Testing GraphQL APIs
A well-tested GraphQL API catches bugs before they reach users and gives you confidence to refactor schema and resolvers. GraphQL APIs have three distinct layers to test: individual resolvers (unit tests), the schema and resolver integration (integration tests), and the full HTTP stack end-to-end.

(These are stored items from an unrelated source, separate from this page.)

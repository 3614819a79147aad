use std::net::SocketAddr;
use std::sync::Arc;
use std::time::Duration;

use axum::{
    Router,
    extract::{Json, State},
    http::StatusCode,
    response::{IntoResponse, Response},
    routing::post,
};
use serde::{Deserialize, Serialize};
use tokio::net::TcpListener;
use tracing::info;

use crate::core::{
    AccountSnapshot, DEFAULT_SIMULATIONS, QuickInputs, QuickResult, RunControls, Scenario,
    SimulationError, SimulationResult, WithdrawalComparison, compare_strategies_with,
    quick_simulate, run_simulation_with_controls,
};

#[derive(Clone, Debug)]
pub struct ApiConfig {
    pub budget_ms: u64,
    pub default_simulations: u32,
}

impl Default for ApiConfig {
    fn default() -> Self {
        Self {
            budget_ms: 5_000,
            default_simulations: DEFAULT_SIMULATIONS,
        }
    }
}

impl ApiConfig {
    fn controls(&self) -> RunControls {
        RunControls {
            budget: Duration::from_millis(self.budget_ms),
            cancel: None,
        }
    }
}

#[derive(Debug, Default, Deserialize)]
#[serde(default, rename_all = "camelCase")]
struct SimulatePayload {
    scenario: Scenario,
    snapshot: Option<AccountSnapshot>,
    num_simulations: Option<u32>,
    seed: Option<u64>,
}

#[derive(Debug, Default, Deserialize)]
#[serde(default, rename_all = "camelCase")]
struct ComparePayload {
    scenario: Scenario,
    snapshot: Option<AccountSnapshot>,
    num_simulations: Option<u32>,
    seed: Option<u64>,
}

#[derive(Debug, Serialize)]
struct ErrorResponse {
    error: String,
}

pub async fn run_http_server(port: u16, config: ApiConfig) -> std::io::Result<()> {
    let addr = SocketAddr::from(([0, 0, 0, 0], port));
    let app = router(Arc::new(config));

    let listener = TcpListener::bind(addr).await?;
    info!(%addr, "retirement simulation API listening");
    axum::serve(listener, app).await
}

fn router(config: Arc<ApiConfig>) -> Router {
    Router::new()
        .route("/api/simulate", post(simulate_handler))
        .route("/api/compare", post(compare_handler))
        .route("/api/quick", post(quick_handler))
        .fallback(not_found_handler)
        .with_state(config)
}

async fn simulate_handler(
    State(config): State<Arc<ApiConfig>>,
    Json(payload): Json<SimulatePayload>,
) -> Response {
    match simulate_from_payload(payload, &config) {
        Ok(result) => json_response(StatusCode::OK, result),
        Err(err) => error_response(err),
    }
}

async fn compare_handler(
    State(config): State<Arc<ApiConfig>>,
    Json(payload): Json<ComparePayload>,
) -> Response {
    match compare_from_payload(payload, &config) {
        Ok(comparison) => json_response(StatusCode::OK, comparison),
        Err(err) => error_response(err),
    }
}

async fn quick_handler(Json(inputs): Json<QuickInputs>) -> Response {
    match quick_from_inputs(&inputs) {
        Ok(result) => json_response(StatusCode::OK, result),
        Err(err) => error_response(err),
    }
}

async fn not_found_handler() -> Response {
    json_response(
        StatusCode::NOT_FOUND,
        ErrorResponse {
            error: "Not found".to_string(),
        },
    )
}

fn simulate_from_payload(
    payload: SimulatePayload,
    config: &ApiConfig,
) -> Result<SimulationResult, SimulationError> {
    // A missing snapshot is the hypothetical mode: the run proceeds with
    // zero balances rather than failing.
    let snapshot = payload.snapshot.unwrap_or_default();
    run_simulation_with_controls(
        &payload.scenario,
        &snapshot,
        payload.num_simulations.unwrap_or(config.default_simulations),
        payload.seed,
        &config.controls(),
    )
}

fn compare_from_payload(
    payload: ComparePayload,
    config: &ApiConfig,
) -> Result<WithdrawalComparison, SimulationError> {
    // A comparison over no balances at all is vacuous; require a snapshot.
    let Some(snapshot) = payload.snapshot else {
        return Err(SimulationError::InsufficientData(
            "no account snapshot supplied; link accounts or provide hypothetical balances"
                .to_string(),
        ));
    };
    compare_strategies_with(
        &payload.scenario,
        &snapshot,
        payload.num_simulations.unwrap_or(config.default_simulations),
        payload.seed,
        &config.controls(),
    )
}

fn quick_from_inputs(inputs: &QuickInputs) -> Result<QuickResult, SimulationError> {
    quick_simulate(inputs)
}

fn status_for(err: &SimulationError) -> StatusCode {
    match err {
        SimulationError::InvalidScenario(_) => StatusCode::BAD_REQUEST,
        SimulationError::InsufficientData(_) => StatusCode::UNPROCESSABLE_ENTITY,
        SimulationError::ConvergenceTimeout { .. } | SimulationError::Cancelled { .. } => {
            StatusCode::SERVICE_UNAVAILABLE
        }
    }
}

fn error_response(err: SimulationError) -> Response {
    json_response(
        status_for(&err),
        ErrorResponse {
            error: err.to_string(),
        },
    )
}

fn json_response<T: Serialize>(status: StatusCode, body: T) -> Response {
    (status, Json(body)).into_response()
}
/// Proportional withdrawal across every bucket with remaining capacity.
/// Gross-up rounding leaves a residual, so a few proportional rounds run
/// before a sequential fallback drains whatever is left.
fn withdraw_pro_rata(
    portfolio: &mut Portfolio,
    tax_year: &mut TaxYearState,
    policy: &TaxPolicy,
    target_net: f64,
    outcome: &mut WithdrawalOutcome,
) -> f64 {
    let mut realized = 0.0;
    let mut remaining = target_net;

    for _ in 0..4 {
        if remaining <= 1e-9 {
            break;
        }

        let capacities = PRO_RATA_BUCKETS.map(|bucket| net_capacity(portfolio, policy, bucket));
        let total_capacity: f64 = capacities.iter().sum();
        if total_capacity <= 1e-9 {
            break;
        }

        let mut round_realized = 0.0;
        for (bucket, capacity) in PRO_RATA_BUCKETS.into_iter().zip(capacities) {
            let target = remaining * (capacity / total_capacity);
            let draw =
                withdraw_net_from(portfolio, tax_year, policy, bucket, target, f64::INFINITY);
            round_realized += draw.net;
            record_draw(outcome, bucket, draw);
        }

        realized += round_realized;
        remaining = target_net - realized;

        if round_realized <= 1e-9 {
            break;
        }
    }

    for bucket in PRO_RATA_BUCKETS {
        if remaining <= 1e-9 {
            break;
        }
        let draw = withdraw_net_from(portfolio, tax_year, policy, bucket, remaining, f64::INFINITY);
        realized += draw.net;
        remaining -= draw.net;
        record_draw(outcome, bucket, draw);
    }

    realized
}

fn record_draw(outcome: &mut WithdrawalOutcome, bucket: Bucket, draw: Draw) {
    outcome.gross_withdrawn += draw.gross;
    if bucket == Bucket::PreTax {
        outcome.pretax_gross += draw.gross;
    }
}

/// Funds the year's net spending need from the tax buckets under the
/// scenario's strategy. The RMD gross is always taken from pre-tax first;
/// net proceeds beyond the need are reinvested into the taxable bucket and
/// the gross is ordinary income either way. Depleted buckets zero out and the
/// shortfall cascades to the remaining buckets.
pub(crate) fn resolve_withdrawals(
    scenario: &Scenario,
    net_need: f64,
    rmd_gross_floor: f64,
    price_index: f64,
    portfolio: &mut Portfolio,
    tax_year: &mut TaxYearState,
) -> WithdrawalOutcome {
    let policy = &scenario.tax;
    let mut outcome = WithdrawalOutcome::default();
    let mut remaining = net_need.max(0.0);

    let rmd_gross = rmd_gross_floor.max(0.0).min(portfolio.pre_tax);
    if rmd_gross > 0.0 {
        let draw = withdraw_gross_from(portfolio, tax_year, policy, Bucket::PreTax, rmd_gross);
        record_draw(&mut outcome, Bucket::PreTax, draw);
        let applied = draw.net.min(remaining);
        remaining -= applied;
        outcome.net_funded += applied;
        let reinvested = draw.net - applied;
        if reinvested > 0.0 {
            portfolio.taxable += reinvested;
            portfolio.taxable_basis += reinvested;
        }
    }

    match scenario.strategy {
        WithdrawalStrategy::TaxOptimized => {
            let steps: [(Bucket, bool); 6] = [
                (Bucket::Cash, false),
                (Bucket::Taxable, false),
                (Bucket::PreTax, true),
                (Bucket::Roth, false),
                (Bucket::PreTax, false),
                (Bucket::Hsa, false),
            ];
            for (bucket, bracket_limited) in steps {
                if remaining <= 1e-9 {
                    break;
                }
                let max_gross = if bracket_limited {
                    tax::pretax_bracket_headroom(tax_year, policy, price_index)
                } else {
                    f64::INFINITY
                };
                let draw =
                    withdraw_net_from(portfolio, tax_year, policy, bucket, remaining, max_gross);
                remaining -= draw.net;
                outcome.net_funded += draw.net;
                record_draw(&mut outcome, bucket, draw);
            }
        }
        WithdrawalStrategy::ProRata => {
            let realized =
                withdraw_pro_rata(portfolio, tax_year, policy, remaining, &mut outcome);
            outcome.net_funded += realized;
        }
        WithdrawalStrategy::SimpleRate => {
            // The fixed-rate draw is a floor: when it nets less than the
            // year's need, the shortfall cascades pro-rata below. Surplus net
            // proceeds are banked as cash.
            let total = portfolio.total();
            let rate_gross = (scenario.withdrawal_rate * total).max(0.0);
            if total > 1e-9 && rate_gross > 0.0 {
                let shares = PRO_RATA_BUCKETS.map(|bucket| match bucket {
                    Bucket::Cash => portfolio.cash / total,
                    Bucket::Taxable => portfolio.taxable / total,
                    Bucket::PreTax => portfolio.pre_tax / total,
                    Bucket::Roth => portfolio.roth / total,
                    Bucket::Hsa => portfolio.hsa / total,
                });
                let mut rate_net = 0.0;
                for (bucket, share) in PRO_RATA_BUCKETS.into_iter().zip(shares) {
                    let draw = withdraw_gross_from(
                        portfolio,
                        tax_year,
                        policy,
                        bucket,
                        rate_gross * share,
                    );
                    rate_net += draw.net;
                    record_draw(&mut outcome, bucket, draw);
                }
                let applied = rate_net.min(remaining);
                remaining -= applied;
                outcome.net_funded += applied;
                portfolio.cash += rate_net - applied;
            }
            if remaining > 1e-9 {
                let realized =
                    withdraw_pro_rata(portfolio, tax_year, policy, remaining, &mut outcome);
                outcome.net_funded += realized;
            }
        }
    }

    outcome
}

/// One recorded year of a simulated lifetime.
#[derive(Debug, Clone, PartialEq)]
pub(crate) struct PathYear {
    pub age: u32,
    pub balances: BucketBalances,
    pub withdrawal: f64,
    pub pretax_withdrawal: f64,
    pub taxes_paid: f64,
    pub is_depleted: bool,
}

/// Compact per-trial output kept by the orchestrator; the full per-year rows
/// are only materialized when a trace is requested, so memory stays bounded
/// for large trial counts.
#[derive(Debug, Clone)]
pub(crate) struct TrialOutcome {
    pub ending_balances: Vec<f64>,
    pub depletion_age: Option<u32>,
    pub total_taxes: f64,
    pub final_balance: f64,
}
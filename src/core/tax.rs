use super::types::TaxPolicy;

/// Running cash-flow totals for one simulated year. Ordinary income covers
/// pre-tax withdrawals (RMD included), pension income, the taxable share of
/// Social Security, and non-qualified HSA draws; realized gains come from
/// taxable-bucket sales.
#[derive(Copy, Clone, Debug, Default, PartialEq)]
pub struct TaxYearState {
    pub ordinary_income: f64,
    pub realized_gains: f64,
}

impl TaxYearState {
    /// The year's single tax liability figure.
    pub fn liability(&self, policy: &TaxPolicy) -> f64 {
        self.ordinary_income.max(0.0) * ordinary_rate(policy)
            + self.realized_gains.max(0.0) * policy.capital_gains_rate.max(0.0)
    }
}

pub fn ordinary_rate(policy: &TaxPolicy) -> f64 {
    (policy.federal_rate + policy.state_rate).clamp(0.0, 0.999)
}

pub fn net_from_pretax_gross(gross: f64, policy: &TaxPolicy) -> f64 {
    gross.max(0.0) * (1.0 - ordinary_rate(policy))
}

/// Gross pre-tax withdrawal required to net a spending amount after ordinary
/// tax. Flat marginal rates keep the inversion closed-form.
pub fn pretax_gross_for_net(net: f64, policy: &TaxPolicy) -> f64 {
    net.max(0.0) / (1.0 - ordinary_rate(policy))
}

/// Realized-gain share of a taxable sale under proportional basis
/// consumption; per-lot tracking is out of scope.
pub fn taxable_gain_fraction(value: f64, basis: f64) -> f64 {
    if value <= 0.0 {
        return 0.0;
    }
    (1.0 - basis.max(0.0) / value).clamp(0.0, 1.0)
}

pub fn net_from_taxable_gross(gross: f64, value: f64, basis: f64, policy: &TaxPolicy) -> f64 {
    let gain_share = taxable_gain_fraction(value, basis);
    gross.max(0.0) * (1.0 - gain_share * policy.capital_gains_rate.max(0.0))
}

pub fn taxable_gross_for_net(net: f64, value: f64, basis: f64, policy: &TaxPolicy) -> f64 {
    let gain_share = taxable_gain_fraction(value, basis);
    let keep = 1.0 - gain_share * policy.capital_gains_rate.max(0.0);
    if keep <= 1e-9 {
        return 0.0;
    }
    net.max(0.0) / keep
}

/// After-tax value of the year's fixed income streams (Social Security at its
/// taxable share, pension fully ordinary).
pub fn net_fixed_income(ss_annual: f64, pension_annual: f64, policy: &TaxPolicy) -> f64 {
    let rate = ordinary_rate(policy);
    let ss_net = ss_annual.max(0.0) * (1.0 - policy.ss_taxable_share.clamp(0.0, 1.0) * rate);
    let pension_net = pension_annual.max(0.0) * (1.0 - rate);
    ss_net + pension_net
}

/// Ordinary income the tax-optimized strategy can still add from pre-tax
/// withdrawals before crossing the target bracket ceiling.
pub fn pretax_bracket_headroom(
    state: &TaxYearState,
    policy: &TaxPolicy,
    price_index: f64,
) -> f64 {
    (policy.pretax_bracket_ceiling.max(0.0) * price_index - state.ordinary_income.max(0.0))
        .max(0.0)
}

#[cfg(test)]
mod tests {
    use super::*;

    fn assert_approx(actual: f64, expected: f64) {
        assert!(
            (actual - expected).abs() <= 1e-9,
            "expected {expected}, got {actual}"
        );
    }

    fn policy() -> TaxPolicy {
        TaxPolicy {
            federal_rate: 0.22,
            state_rate: 0.05,
            capital_gains_rate: 0.15,
            ss_taxable_share: 0.85,
            pretax_bracket_ceiling: 94_300.0,
        }
    }

    #[test]
    fn pretax_gross_up_round_trips() {
        let policy = policy();
        let gross = pretax_gross_for_net(10_000.0, &policy);
        assert_approx(net_from_pretax_gross(gross, &policy), 10_000.0);
        assert_approx(gross, 10_000.0 / 0.73);
    }

    #[test]
    fn taxable_gross_up_round_trips_with_partial_basis() {
        let policy = policy();
        let value = 100_000.0;
        let basis = 40_000.0;
        let gross = taxable_gross_for_net(10_000.0, value, basis, &policy);
        assert_approx(net_from_taxable_gross(gross, value, basis, &policy), 10_000.0);
        assert!(gross > 10_000.0);
    }

    #[test]
    fn full_basis_sale_is_untaxed() {
        let policy = policy();
        assert_approx(taxable_gain_fraction(50_000.0, 50_000.0), 0.0);
        assert_approx(
            net_from_taxable_gross(5_000.0, 50_000.0, 50_000.0, &policy),
            5_000.0,
        );
    }

    #[test]
    fn gain_fraction_clamps_when_basis_exceeds_value() {
        assert_approx(taxable_gain_fraction(40_000.0, 60_000.0), 0.0);
        assert_approx(taxable_gain_fraction(40_000.0, 0.0), 1.0);
        assert_approx(taxable_gain_fraction(0.0, 0.0), 0.0);
    }

    #[test]
    fn liability_combines_ordinary_and_gains_components() {
        let policy = policy();
        let state = TaxYearState {
            ordinary_income: 50_000.0,
            realized_gains: 10_000.0,
        };
        assert_approx(state.liability(&policy), 50_000.0 * 0.27 + 10_000.0 * 0.15);
    }

    #[test]
    fn fixed_income_taxes_ss_at_its_taxable_share_only() {
        let policy = policy();
        let net = net_fixed_income(20_000.0, 12_000.0, &policy);
        let expected = 20_000.0 * (1.0 - 0.85 * 0.27) + 12_000.0 * 0.73;
        assert_approx(net, expected);
    }

    #[test]
    fn bracket_headroom_shrinks_with_income_and_scales_with_prices() {
        let policy = policy();
        let mut state = TaxYearState::default();
        assert_approx(pretax_bracket_headroom(&state, &policy, 1.0), 94_300.0);

        state.ordinary_income = 90_000.0;
        assert_approx(pretax_bracket_headroom(&state, &policy, 1.0), 4_300.0);

        state.ordinary_income = 100_000.0;
        assert_approx(pretax_bracket_headroom(&state, &policy, 1.0), 0.0);
        assert!(pretax_bracket_headroom(&state, &policy, 2.0) > 0.0);
    }
}
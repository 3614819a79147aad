use serde::{Deserialize, Serialize};
use thiserror::Error;

#[derive(Copy, Clone, Debug, Eq, PartialEq, Hash, Serialize, Deserialize)]
#[serde(rename_all = "snake_case")]
pub enum WithdrawalStrategy {
    TaxOptimized,
    SimpleRate,
    ProRata,
}

impl WithdrawalStrategy {
    pub const ALL: [WithdrawalStrategy; 3] = [
        WithdrawalStrategy::TaxOptimized,
        WithdrawalStrategy::SimpleRate,
        WithdrawalStrategy::ProRata,
    ];
}

#[derive(Copy, Clone, Debug, PartialEq, Serialize, Deserialize)]
pub struct ReturnAssumption {
    pub mean: f64,
    pub vol: f64,
}

#[derive(Copy, Clone, Debug, Eq, PartialEq, Serialize, Deserialize)]
#[serde(rename_all = "snake_case")]
pub enum LifeEventCategory {
    Housing,
    Healthcare,
    Education,
    Family,
    Travel,
    Income,
    Other,
}

#[derive(Copy, Clone, Debug, Eq, PartialEq, Serialize, Deserialize)]
#[serde(rename_all = "snake_case")]
pub enum EventInflation {
    General,
    Medical,
    Custom,
}

#[derive(Clone, Debug, PartialEq, Serialize, Deserialize)]
#[serde(rename_all = "camelCase")]
pub struct LifeEvent {
    pub category: LifeEventCategory,
    pub start_age: u32,
    #[serde(default)]
    pub end_age: Option<u32>,
    #[serde(default)]
    pub annual_cost: Option<f64>,
    #[serde(default)]
    pub one_time_cost: Option<f64>,
    #[serde(default)]
    pub income_change: f64,
    pub inflation: EventInflation,
    #[serde(default)]
    pub custom_rate: Option<f64>,
}

#[derive(Copy, Clone, Debug, Default, PartialEq, Serialize, Deserialize)]
#[serde(rename_all = "camelCase", default)]
pub struct BucketBalances {
    pub pre_tax: f64,
    pub roth: f64,
    pub taxable: f64,
    pub hsa: f64,
    pub cash: f64,
}

impl BucketBalances {
    pub fn total(&self) -> f64 {
        self.pre_tax + self.roth + self.taxable + self.hsa + self.cash
    }
}

/// Starting state supplied by the accounts subsystem. Read-only during a run.
#[derive(Clone, Debug, PartialEq, Serialize, Deserialize)]
#[serde(rename_all = "camelCase", default)]
pub struct AccountSnapshot {
    pub balances: BucketBalances,
    /// Fraction of the taxable bucket that is cost basis; per-lot tracking is
    /// out of scope.
    pub taxable_cost_basis_fraction: f64,
    pub annual_contribution: f64,
    pub employer_match: f64,
    pub pension_monthly_income: f64,
}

Three Levels of GraphQL Testing
Level What you test Speed ───── ───────────── ───── Unit Individual resolver functions Fast Integration Schema + resolvers together Medium End-to-End Full HTTP server with real queries Slow
Unit Testing a Resolver
A resolver is a plain function. Test it like any other function — call it directly with mock arguments and assert the output. No server or HTTP needed.
// resolver.js
export const userResolver = async (_, args, context) => {
const user = await context.db.users.findById(args.id);
if (!user) throw new Error('User not found');
return user;
};
// resolver.test.js (Jest)
import { userResolver } from './resolver';
describe('userResolver', () => {
test('returns user when found', async () => {
const mockUser = { id: '1', name: 'Anil' };
const context = {
db: { users: { findById: jest.fn().mockResolvedValue(mockUser) } }
};
const result = await userResolver(null, { id: '1' }, context);
expect(result).toEqual(mockUser);
});
test('throws when user not found', async () => {
const context = {
db: { users: { findById: jest.fn().mockResolvedValue(null) } }
};
await expect(userResolver(null, { id: '999' }, context))
.rejects.toThrow('User not found');
});
});
Integration Testing with executeOperation
Apollo Server's executeOperation method runs a full GraphQL operation — parsing, validation, and resolver execution — without starting an HTTP server. This tests the schema and resolvers together in fast, isolated tests.
npm install --save-dev jest @apollo/server
import { ApolloServer } from '@apollo/server';
import { typeDefs, resolvers } from './schema';
const server = new ApolloServer({ typeDefs, resolvers });
test('GetUser query returns user', async () => {
const response = await server.executeOperation({
query: `
query GetUser($id: ID!) {
user(id: $id) { name email }
}
`,
variables: { id: '1' }
});
expect(response.body.kind).toBe('single');
expect(response.body.singleResult.errors).toBeUndefined();
expect(response.body.singleResult.data?.user).toEqual({
name: 'Anil Kumar',
email: 'anil@example.com'
});
});
Testing Mutations
test('CreatePost mutation creates a post', async () => {
const response = await server.executeOperation({
query: `
mutation CreatePost($input: CreatePostInput!) {
createPost(input: $input) {
id
title
}
}
`,
variables: {
input: { title: 'Hello GraphQL', content: 'This is my first post' }
}
});
const data = response.body.singleResult.data?.createPost;
expect(data?.title).toBe('Hello GraphQL');
expect(data?.id).toBeTruthy();
});
Testing Error Cases
test('returns UNAUTHENTICATED error for protected query', async () => {
const response = await server.executeOperation(
{ query: `{ myProfile { name } }` },
{ contextValue: { user: null, db: mockDb } } ← no user
);
const errors = response.body.singleResult.errors;
expect(errors?.[0].extensions?.code).toBe('UNAUTHENTICATED');
});
Mocking the Database in Tests
Pass a mock database through context so tests never touch a real database. Tests run faster, stay isolated, and work in any CI environment.
const mockDb = {
users: {
findById: jest.fn().mockResolvedValue({ id: '1', name: 'Anil' }),
findAll: jest.fn().mockResolvedValue([
{ id: '1', name: 'Anil' },
{ id: '2', name: 'Priya' }
])
}
};
// Each test gets a fresh context:
const contextValue = { db: mockDb, user: { id: '1', role: 'USER' } };
Key Points
- Test resolvers as plain functions with mock context — fast and isolated.
- Use
executeOperationfor integration tests that cover the schema, validation, and resolvers together without an HTTP server. - Pass mock databases through context to keep tests fast and environment-independent.
- Test error cases explicitly — unauthorized access, missing records, and validation failures.